Alberta Health Services, perhaps fearing their own drug-treatment
clinics would be swamped with new clients, offered to help find a new
home, far from Braeside and city zoning disputes.

City council, finally shamed out of its stupor, ordered a review of
the daft rule which prevents medicine in industrial areas.

Moving with the speed for which city hall is famed, a study is due in
November, at which point, the tedious process of changing the bylaw
will get started. Maybe.

In the meantime, 500 addicts on the path to sobriety wait and wonder
where their next allotment of craving-reducing methadone will come
from, when Braeside closes in the near future.

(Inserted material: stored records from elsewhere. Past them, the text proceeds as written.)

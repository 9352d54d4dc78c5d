//! LeafMeAlone
//!
//! A terminal focus timer: pick a session length and watch a tree grow
//! while you study. Switching away from the terminal mid-session raises
//! an alert unless SOS mode is on.
//! Run with: leafmealone [-c|--config <PATH>] [-l|--log-file <PATH>] [-v]

mod app;
mod config;
mod constants;
mod duration;
mod error;
mod event;
mod focus;
mod materials;
mod session;
mod sos;
mod stage;
mod timer;
mod ui;

use std::fs::File;
use std::io;
use std::path::Path;
use std::sync::Mutex;

use anyhow::{Context, Result};
use clap::Parser;
use tokio::time::Instant;
use tracing::info;
use tracing_subscriber::EnvFilter;

use crate::app::App;
use crate::config::{Cli, Settings};
use crate::event::EventHandler;
use crate::focus::TerminalFocus;

/// Entry point for the application.
///
/// Settings are loaded before the terminal is taken over so that a bad
/// config file is reported on the normal screen.
#[tokio::main]
async fn main() -> Result<()> {
    let cli = Cli::parse();

    init_logging(&cli).context("Failed to set up logging")?;

    let settings = Settings::load(cli.config.as_deref()).context("Failed to load settings")?;
    info!(
        presets = settings.presets.len(),
        apps = settings.allowed_apps.len(),
        "starting leafmealone v{}",
        env!("CARGO_PKG_VERSION")
    );

    // Initialize the terminal
    let terminal = ratatui::init();

    let app = App::new(settings, Box::new(TerminalFocus));

    // Run the application
    let result = run_app(terminal, app).await;

    // Restore the terminal to its original state
    ratatui::restore();

    result
}

/// Sends logs to `--log-file` when given, otherwise discards them.
///
/// The terminal belongs to the UI, so logs never go to stdout.
fn init_logging(cli: &Cli) -> Result<()> {
    let filter = EnvFilter::try_from_default_env()
        .unwrap_or_else(|_| EnvFilter::new(format!("leafmealone={}", cli.log_level())));

    match cli.log_file.as_deref() {
        Some(path) => {
            let file = open_log_file(path)?;
            let _ = tracing_subscriber::fmt()
                .with_env_filter(filter)
                .with_ansi(false)
                .with_writer(Mutex::new(file))
                .try_init();
        }
        None => {
            let _ = tracing_subscriber::fmt()
                .with_env_filter(filter)
                .with_writer(io::sink)
                .try_init();
        }
    }
    Ok(())
}

fn open_log_file(path: &Path) -> Result<File> {
    File::options()
        .create(true)
        .append(true)
        .open(path)
        .with_context(|| format!("Cannot open log file {}", path.display()))
}

/// Main application loop.
///
/// This function runs the TUI event loop:
/// 1. Draw the current UI state
/// 2. Wait for a key, a focus report or the next tick deadline
/// 3. Update application state
/// 4. Repeat until the user quits
async fn run_app(mut terminal: ratatui::DefaultTerminal, mut app: App) -> Result<()> {
    let mut events = EventHandler::new();

    loop {
        // Draw the UI
        terminal
            .draw(|frame| ui::draw(frame, &app))
            .context("Failed to draw UI")?;

        let text_entry = app.is_text_entry();
        let deadline = app.session.next_deadline();

        tokio::select! {
            event = async {
                // Use different key mapping for input mode vs normal mode
                if text_entry {
                    events.next_input().await
                } else {
                    events.next().await
                }
            } => {
                let event = event.context("Failed to read terminal event")?;
                if let Some(action) = event {
                    // Process the event and check if we should quit
                    if app.handle_event(action) {
                        break;
                    }
                }
            }
            _ = sleep_until_deadline(deadline) => {
                app.on_tick(Instant::now());
            }
        }
    }

    info!("quitting");
    Ok(())
}

/// Sleeps until the next tick, or forever while no session runs.
async fn sleep_until_deadline(deadline: Option<Instant>) {
    match deadline {
        Some(deadline) => tokio::time::sleep_until(deadline).await,
        None => std::future::pending().await,
    }
}
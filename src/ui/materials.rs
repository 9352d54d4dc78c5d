//! Study materials panel.

use ratatui::{
    layout::Rect,
    style::{Color, Style, Stylize},
    symbols,
    text::{Line, Span},
    widgets::{Block, Borders, List, ListItem},
    Frame,
};

use crate::app::App;

use super::colors;
use super::empty::draw_empty_state;

/// Draws the list of added PDFs.
pub fn draw_materials(frame: &mut Frame, area: Rect, app: &App) {
    let count = app.materials.len();
    let block = Block::default()
        .borders(Borders::ALL)
        .border_style(Style::default().fg(colors::BORDER))
        .border_set(symbols::border::ROUNDED)
        .title(Line::from(vec![
            Span::styled(" ", Style::default()),
            Span::styled("📚", Style::default()),
            Span::styled(
                " Study Materials ",
                Style::default().fg(Color::White).bold(),
            ),
            Span::styled(format!("({count}) "), Style::default().fg(colors::MUTED)),
        ]));

    if app.materials.is_empty() {
        draw_empty_state(
            frame,
            area,
            block,
            "No study materials yet",
            "Press 'o' to add PDF study materials",
        );
        return;
    }

    let items: Vec<ListItem> = app
        .materials
        .names()
        .iter()
        .enumerate()
        .map(|(idx, name)| {
            ListItem::new(Line::from(vec![
                Span::styled(format!("{:>3}", idx + 1), Style::default().fg(colors::ACCENT)),
                Span::styled("  ", Style::default()),
                Span::styled(name.as_str(), Style::default().fg(Color::White)),
            ]))
        })
        .collect();

    frame.render_widget(List::new(items).block(block), area);
}
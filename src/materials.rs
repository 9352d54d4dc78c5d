//! Study materials list.
//!
//! Collects the names of PDF files the user selects. Nothing is opened or
//! persisted; only the names are kept, in selection order.

use std::path::Path;

use crate::constants::mime;

/// A selected file as reported by the picker.
#[derive(Debug, Clone, PartialEq, Eq)]
pub struct FileDescriptor {
    pub name: String,
    pub mime_type: String,
}

impl FileDescriptor {
    pub fn new(name: impl Into<String>, mime_type: impl Into<String>) -> Self {
        Self {
            name: name.into(),
            mime_type: mime_type.into(),
        }
    }

    /// Describes a typed path: file name plus a MIME type guessed from the
    /// extension.
    pub fn from_path(path: &str) -> Self {
        let path = Path::new(path);
        let name = path
            .file_name()
            .map(|n| n.to_string_lossy().into_owned())
            .unwrap_or_else(|| path.to_string_lossy().into_owned());
        let extension = path
            .extension()
            .map(|e| e.to_string_lossy().to_ascii_lowercase())
            .unwrap_or_default();

        Self::new(name, mime_for_extension(&extension))
    }
}

/// MIME type for a lowercase file extension.
fn mime_for_extension(extension: &str) -> &'static str {
    mime::BY_EXTENSION
        .iter()
        .find(|(ext, _)| *ext == extension)
        .map(|(_, mime)| *mime)
        .unwrap_or(mime::FALLBACK)
}

/// Ordered list of accepted PDF names. Duplicates are kept.
#[derive(Debug, Clone, Default)]
pub struct StudyMaterialsList {
    names: Vec<String>,
}

impl StudyMaterialsList {
    pub fn new() -> Self {
        Self::default()
    }

    /// Appends the PDFs from a selection and returns how many were accepted.
    pub fn add_selection(&mut self, files: &[FileDescriptor]) -> usize {
        let before = self.names.len();
        self.names.extend(
            files
                .iter()
                .filter(|file| file.mime_type == mime::PDF)
                .map(|file| file.name.clone()),
        );
        self.names.len() - before
    }

    pub fn names(&self) -> &[String] {
        &self.names
    }

    pub fn len(&self) -> usize {
        self.names.len()
    }

    pub fn is_empty(&self) -> bool {
        self.names.is_empty()
    }
}

/// Splits dialog input into file descriptors.
///
/// Paths are separated by whitespace; a path wrapped in double quotes may
/// contain spaces. An unterminated quote runs to the end of the input.
pub fn parse_selection(input: &str) -> Vec<FileDescriptor> {
    split_paths(input)
        .iter()
        .map(|path| FileDescriptor::from_path(path))
        .collect()
}

fn split_paths(input: &str) -> Vec<String> {
    let mut paths = Vec::new();
    let mut current = String::new();
    let mut quoted = false;

    for c in input.chars() {
        match c {
            '"' => {
                if quoted && !current.is_empty() {
                    paths.push(std::mem::take(&mut current));
                }
                quoted = !quoted;
            }
            c if c.is_whitespace() && !quoted => {
                if !current.is_empty() {
                    paths.push(std::mem::take(&mut current));
                }
            }
            c => current.push(c),
        }
    }
    if !current.is_empty() {
        paths.push(current);
    }
    paths
}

Ham laughs bitterly when asked about the help promised to the clinic
- -- as soon as the media stopped watching, he says, the helping hand
was withdrawn.

"(Alberta Health Services) suggested we go into the former Holy Cross
hospital space, but the people running the Holy Cross were absolutely
not interested, and that was it -- we haven't heard a word since,"
said Ham.

The answer from Alberta Health Services to this apparent lack of help
is vague.

A spokesperson says there was no official directive to help the
clinic, so what assistance was offered isn't officially clear.

Ham says the lack of help was of no surprise to the doctors running
Second Chance.

"The province has absolutely no intention of helping them and the city
has no intention of helping them, and any community association that
even hears about it has every intention of inviting them to a
lynching," said Ham.

And so, using their own resources, the clinic found a loophole, in an
industrial area.

The location remains a secret. When you're treating addicts, it's
clearly better to stay in the shadows.

"If you report where it is, we'll face a firestorm," said Ham.